L'autrice nous fait découvrir deux vies en parallèle.
Celle d'Anissa, une adolescente qui vit à Argenteuil, et celle de Nora, trentenaire parisienne.
La première est victime d'un harcèlement scolaire violent qui risque de mal finir..
La deuxième lutte sur tous les fronts à la fois, contre le sexisme et le racisme qu'elle endure au quotidien, et pour ne pas se laisser broyer par une relation de couple nocive.
Qu'est-ce qui les lie, sinon bien sûr de subir la brutalité du monde ?
Et jusqu'au faudra-t-il aller pour en finir avec la violence des hommes ?
Seule est un court roman dans lequel j'ai eu un peu de mal à rentrer. Je ne comprenais pas le lien entre les personnages, et j'ai eu quelques difficultés à apprécier pleinement ma lecture au départ.

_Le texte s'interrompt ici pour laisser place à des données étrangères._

// ============================================================================
// Cascading Rollback
// ============================================================================
//
// Aborting a transaction erases every version it wrote. Any transaction that
// read one of those versions observed state that never existed, so it is
// aborted too, transitively. The cascade runs off a FIFO worklist; ids that
// are no longer active are skipped, which makes the whole thing idempotent.
//
// ============================================================================

use super::TransactionTable;
use crate::core::TransactionId;
use crate::storage::VersionStore;
use std::collections::VecDeque;
use tracing::{Level, event};

/// Outcome of one rollback call
#[derive(Debug, Clone, Default, PartialEq, Eq)]
pub struct RollbackReport {
    /// Aborted transactions in abort order; the initiator comes first if it
    /// was still active.
    pub aborted: Vec<TransactionId>,
    pub versions_removed: usize,
}

impl RollbackReport {
    /// True if the initiating id was not active (nothing happened)
    pub fn is_noop(&self) -> bool {
        self.aborted.is_empty()
    }

    /// Transactions aborted only because they read aborted writes
    pub fn cascaded(&self) -> &[TransactionId] {
        self.aborted.get(1..).unwrap_or(&[])
    }
}

pub struct RollbackEngine<'a> {
    transactions: &'a mut TransactionTable,
    storage: &'a mut VersionStore,
}

impl<'a> RollbackEngine<'a> {
    pub fn new(transactions: &'a mut TransactionTable, storage: &'a mut VersionStore) -> Self {
        Self {
            transactions,
            storage,
        }
    }

    /// Roll back `initiator` and everything that depends on its writes.
    /// Never fails.
    pub fn run(self, initiator: TransactionId) -> RollbackReport {
        let mut report = RollbackReport::default();
        let mut worklist = VecDeque::from([initiator]);

        while let Some(id) = worklist.pop_front() {
            let Some(mut txn) = self.transactions.remove(id) else {
                continue;
            };
            let (written, reads) = txn.mark_aborted();

            for vref in written {
                let Some(version) = self.storage.remove_version(vref) else {
                    continue;
                };
                report.versions_removed += 1;
                event!(Level::DEBUG, txn = %id, version = %vref, "version removed");

                for &dependant in version.dependants() {
                    if dependant != id {
                        worklist.push_back(dependant);
                    }
                }
            }

            for vref in reads {
                if let Some(version) = self.storage.version_mut(vref) {
                    version.remove_dependant(id);
                }
            }

            if id != initiator {
                event!(Level::INFO, txn = %id, cause = %initiator, "cascading abort");
            }
            report.aborted.push(id);
        }

        report
    }
}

Et puis, les pages se tournent.. un peu.. beaucoup.. et à ma grande surprise j'ai été captivé par ma lecture, n'arrivant pas à le lâcher.
Anissa est une jeune fille qui vit à Argenteuil, elle est lynchée par ses camarades et c'est extrêmement violent. Cela va tellement loin que j'ai parfois eu les larmes aux yeux.
Nora est une jeune trentenaire qui vit à Paris. Elle vit une relation très malsaine avec un homme. Là aussi, cela m'a parfois mise mal à l'aise car il va trop loin. Nora est malmené par lui, s'en rend compte mais elle l'aime alors elle pardonne tout.. C'est tellement plus simple par moment de se laisser faire. Plus simple que se battre..
Deux personnages féminins dont le parcours est touchant et ne m'a pas laissé indifférente.
J'avoue que je n'avais pas vu venir le dénouement, pour l'une comme pour l'autre.
Tout comme je ne me doutais pas du lien entre ces deux femmes même si elles ont toutes deux des rapports houleux avec les hommes. de par leurs origines, elles sont victimes du racisme et la vie n'est pas facile pour elles.
L'autrice a réussit à m'emmener avec elle dans cette histoire marquante, que je n'oublierais pas de sitôt et qui, en plus, est inspiré de faits réels. Cela fait froid dans le dos.
Je vous invite à découvrir à votre tour Seule, que je note quatre étoiles.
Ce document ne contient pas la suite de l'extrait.